Police hid alleged Assange spy 'CIA' folder in original investigation
The report says the former marine and Spanish soldier spied on the meetings that Assange and his lawyers conducted at the Embassy of Ecuador in the UK, stored the data in a folder marked "CIA", and sent them to the agency.
El Pais reported on Monday that the owner of the Spanish security company UC Global, S.L. that spied on Julian Assange at the Ecuadorian Embassy in London, David Morales, stored his files for the work he did for the CIA on his laptop.
The former marine and Spanish soldier spied on the meetings that Assange and his lawyers conducted at the Embassy of Ecuador in the UK, stored the data in a folder marked 'CIA', and sent them to the US intelligence agency.

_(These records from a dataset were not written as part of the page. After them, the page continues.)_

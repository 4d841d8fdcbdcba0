//! # keybank
//!
//! Encrypted, offline, integrity-verified backups of SSH keys, GPG keyrings and
//! other credential material.
//!
//! ## Features
//!
//! - **Encrypted volume**: backups live on a LUKS container managed with `cryptsetup`
//! - **Manifest-driven selection**: glob patterns with an expected file count, so a
//!   drifted source never produces a silent partial backup
//! - **Content-hash lock**: every backed-up file is recorded by SHA-256 digest
//! - **Audit trail**: every store is a git repository; `commit` records each change
//! - **Verification**: `git fsck` plus a full re-hash against the lock
//! - **GPG isolation**: derives subkey-only keyrings so the master key never leaves
//!   the volume
//!
//! ## Quick Start
//!
//! ```bash
//! # Create a 128 MiB volume and lay out the stores (as root)
//! keybank create /root/keybank.img
//!
//! # Declare what to back up
//! cat > /mnt/keybank-keybank.img/generic/manifest.json << 'EOF'
//! [{"path": "/etc/ssh/ssh_host_*_key", "amount": 3}]
//! EOF
//!
//! # Copy, record, verify
//! keybank backup keybank.img
//! keybank commit keybank.img
//! keybank verify keybank.img
//!
//! keybank detach keybank.img
//! ```
//!
//! ## How It Works
//!
//! A mounted volume (a *keybank*) holds four stores:
//!
//! - `archival/`: files placed by hand, locked and committed as they are
//! - `generic/`: files from one machine, selected by a flat manifest
//! - `synchronized/`: `_common` files plus per-machine scopes
//! - `gpg/`: full GPG keyrings, one home per directory
//!
//! Every store follows one protocol:
//!
//! ```text
//! backup:  manifest -> select (all or nothing) -> copy + hash -> manifest.lock.json
//! commit:  re-hash tree -> diff against lock -> rewrite lock -> git commit
//! verify:  git fsck + re-hash tree vs lock + git status -> VerificationStatus
//! restore: manifest.lock.json -> copy back, chown by name, owner-only modes
//! ```
//!
//! ## Module Overview
//!
//! - [`hash`] - Streaming SHA-256 content hashing
//! - [`select`] - Manifest pattern expansion with count enforcement
//! - [`manifest`] - Flat and scoped manifests
//! - [`lock`] - The lock file
//! - [`changes`] - Change sets and the git status protocol
//! - [`integrity`] - Repository consistency checking
//! - [`status`] - Verification aggregation
//! - [`store`] - Store variants and the shared protocol
//! - [`keybank`] - The store layout of a volume
//! - [`git`], [`gpg`], [`volume`], [`identity`], [`exec`] - Adapters over external tools
//! - [`config`] - Runtime settings
//! - [`error`] - Error types
//!
//! ## Commands
//!
//! - `create PATH [-s SIZE]` - Create, format and mount a volume, then lay out the stores
//! - `init DIR` - Lay out the stores in an existing directory
//! - `attach PATH` / `detach NAME` - Open and close a volume
//! - `backup` / `restore [NAME|--root DIR] [DIR]` - Copy files in or out
//! - `commit [NAME|--root DIR] [-m MSG]` - Record the current state
//! - `status [NAME|--root DIR]` - Show uncommitted drift
//! - `verify [NAME|--root DIR]` - Check repository and file integrity
//! - `gpg-export [NAME|--root DIR] KEYRING` - Derive a subkey-only keyring
//!
//! ## Testing
//!
//! ```bash
//! cargo test --lib
//! cargo test --test integration_test
//! ```
//!
//! Tests need the `git` binary; nothing touches real volumes or keyrings.

pub mod changes;
pub mod config;
pub mod error;
pub mod exec;
pub mod git;
pub mod gpg;
pub mod hash;
pub mod identity;
pub mod integrity;
pub mod keybank;
pub mod lock;
pub mod manifest;
pub mod select;
pub mod status;
pub mod store;
pub mod volume;

// Re-export commonly used types
pub use changes::{ChangeDetector, ChangeSet};
pub use config::KeybankConfig;
pub use error::{KeybankError, Result};
pub use keybank::Keybank;
pub use lock::LockedManifest;
pub use manifest::Manifest;
pub use status::{Verdict, VerificationStatus};
pub use store::{Store, StoreContext, StoreKind, StoreRequest};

Assange has been at the Belmarsh prison in London for more than 1,500 days. He was unlawfully charged in the US with 17 counts of "espionage" and one count of computer misuse, connected to him leaking tens of thousands of military and diplomatic documents that exposed US war crimes in Iraq and Afghanistan.
The data was also stored in folders titled 'Embassy' and 'Videos' alongside others, but none of these folders appeared in the initial report made by police when he was arrested in September 2019, although they were all uploaded to a storage system within the judicial systems.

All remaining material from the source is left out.